Sorry, dahlings, this movie’s not Absolutely Fabulous
You think millennials are resistant to growing up? Get a load of Edina Monsoon and Patsy Stone. The British fashion scenesters and kindred juvenile spirits are well past middle age, (seniors in fact) but they’re determined to hold on to the bad habits of their youth, partying all night and swilling champagne for breakfast — at least until the money dries up.

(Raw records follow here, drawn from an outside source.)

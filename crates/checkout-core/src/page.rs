//! # Page Context
//!
//! The slice of the hosting page the flows touch: the query string, one text
//! element, and full-page navigation.

use crate::error::CheckoutResult;
use crate::session::SessionId;

/// Query parameter carrying the session identifier on the return page
pub const SESSION_ID_PARAM: &str = "session_id";

/// Page surface used by the return reporter
pub trait PageContext {
    /// Current `location.search` (with or without the leading `?`)
    fn query_string(&self) -> String;

    /// Replace the text content of the element with the given id
    fn set_text_content(&self, element_id: &str, text: &str) -> CheckoutResult<()>;

    /// Navigate away, replacing the current history entry
    fn replace_location(&self, url: &str) -> CheckoutResult<()>;
}

/// Read `session_id` from a query string.
///
/// First occurrence wins, values are percent-decoded, and an empty value
/// counts as absent.
pub fn session_id_from_query(query: &str) -> Option<SessionId> {
    let query = query.strip_prefix('?').unwrap_or(query);
    url::form_urlencoded::parse(query.as_bytes())
        .find(|(key, _)| key == SESSION_ID_PARAM)
        .and_then(|(_, value)| SessionId::new(value.into_owned()).ok())
}

#[cfg(test)]
mod tests {
    use super::*;

    #[test]
    fn test_session_id_present() {
        let id = session_id_from_query("?session_id=cs_test_abc").unwrap();
        assert_eq!(id.as_str(), "cs_test_abc");

        let id = session_id_from_query("foo=1&session_id=cs_2&bar=x").unwrap();
        assert_eq!(id.as_str(), "cs_2");
    }

    #[test]
    fn test_session_id_absent() {
        for query in ["", "?", "?foo=bar", "?session=cs_1", "?SESSION_ID=cs_1", "?session_id="] {
            assert!(session_id_from_query(query).is_none(), "query {:?}", query);
        }
    }

    #[test]
    fn test_first_occurrence_and_decoding() {
        let id = session_id_from_query("?session_id=cs%2Fa+b&session_id=second").unwrap();
        assert_eq!(id.as_str(), "cs/a b");
    }
}
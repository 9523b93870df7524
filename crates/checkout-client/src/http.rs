//! # HTTP Session Endpoints
//!
//! `SessionEndpoints` over HTTP. Compiles for the browser (reqwest's fetch
//! backend) and for native targets.
//!
//! No timeout and no retry: a hung request leaves the page waiting.

use async_trait::async_trait;
use checkout_core::{
    CheckoutConfig, CheckoutError, CheckoutResult, CreateSessionResponse, SessionEndpoints,
    SessionId, SessionStatusResponse, SESSION_ID_PARAM,
};
use reqwest::Client;
use serde::de::DeserializeOwned;
use tracing::{debug, instrument};
use url::Url;

/// HTTP implementation of the two checkout endpoints
#[derive(Debug, Clone)]
pub struct HttpSessionEndpoints {
    client: Client,
    create_session_url: Url,
    session_status_url: Url,
}

impl HttpSessionEndpoints {
    /// Build from config. `api_base_url` must be set to an absolute origin.
    pub fn new(config: &CheckoutConfig) -> CheckoutResult<Self> {
        let client = Client::builder()
            .build()
            .map_err(|e| CheckoutError::Configuration(format!("HTTP client: {}", e)))?;

        Self::with_client(client, config)
    }

    /// Build with a caller-supplied client
    pub fn with_client(client: Client, config: &CheckoutConfig) -> CheckoutResult<Self> {
        Ok(Self {
            client,
            create_session_url: absolute_url(&config.endpoint_url(&config.create_session_path))?,
            session_status_url: absolute_url(&config.endpoint_url(&config.session_status_path))?,
        })
    }

    /// Read the body, map non-2xx to `HttpStatus`, and decode JSON.
    async fn decode<T: DeserializeOwned>(
        endpoint: &Url,
        response: reqwest::Response,
    ) -> CheckoutResult<T> {
        let status = response.status();
        let body = response
            .text()
            .await
            .map_err(|e| CheckoutError::Network(e.to_string()))?;

        if !status.is_success() {
            debug!("Endpoint error: url={}, status={}", endpoint, status);
            return Err(CheckoutError::HttpStatus {
                endpoint: endpoint.path().to_string(),
                status: status.as_u16(),
                body,
            });
        }

        serde_json::from_str(&body).map_err(|e| {
            CheckoutError::Deserialization(format!(
                "Failed to parse response from {}: {}",
                endpoint.path(),
                e
            ))
        })
    }
}

fn absolute_url(raw: &str) -> CheckoutResult<Url> {
    Url::parse(raw).map_err(|e| {
        CheckoutError::Configuration(format!("endpoint URL {:?} is not absolute: {}", raw, e))
    })
}

#[async_trait(?Send)]
impl SessionEndpoints for HttpSessionEndpoints {
    #[instrument(skip(self))]
    async fn create_checkout_session(&self) -> CheckoutResult<CreateSessionResponse> {
        debug!("POST {}", self.create_session_url);

        let response = self
            .client
            .post(self.create_session_url.clone())
            .send()
            .await
            .map_err(|e| CheckoutError::Network(e.to_string()))?;

        Self::decode(&self.create_session_url, response).await
    }

    #[instrument(skip(self, session_id), fields(session_id = %session_id))]
    async fn session_status(
        &self,
        session_id: &SessionId,
    ) -> CheckoutResult<SessionStatusResponse> {
        debug!("GET {}", self.session_status_url);

        let response = self
            .client
            .get(self.session_status_url.clone())
            .query(&[(SESSION_ID_PARAM, session_id.as_str())])
            .send()
            .await
            .map_err(|e| CheckoutError::Network(e.to_string()))?;

        Self::decode(&self.session_status_url, response).await
    }
}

Jennifer Saunders, 58, who plays Edina, created the characters for the BBC series “Absolutely Fabulous,” which debuted in 1992 and became a cult hit in the United States. Almost a quarter century later, she and Joanna Lumley, 70, who plays Patsy, are still at it, as the continuation of their freewheeling story hits the big screen this weekend.
The good news is that a lot of the basic elements of the show remain intact. Patsy and Edina are still utterly self-absorbed and clueless. They badger Edina’s level-headed daughter, Saffron ( Julia Sawalha), for being too serious, rolling their eyes and harrumphing dramatically any time someone brings up social mores. They just want to have fun, darlings!
On the small screen, their adventures were madcap and carefree. But the movie turns what was once antic into something closer to manic. With a throwaway plot and a parade of weird characters, the comedy tries to be bigger, bolder and more outrageous than the television series, but it ends up being a lot less funny.
The story, thin as it is, centres on the disappearance of Kate Moss, whom Edina accidentally pushes into the Thames, where she’s presumed drowned. Rather than face manslaughter charges, she and Patsy steal away to Cannes with Saffron’s 13-year-old daughter, Lola (Indeyarna Donaldson-Holness).
There are still some laughs. As for sight gags, Patsy’s bizarre morning ritual includes some good ones: Injecting her face with Botox is pretty tame compared with where the rest of her primping ritual takes us.
Jennifer Saunders, left, as Edina, and Joanna Lumley as Patsy in "Absolutely Fabulous”. A big screen effort that falls short.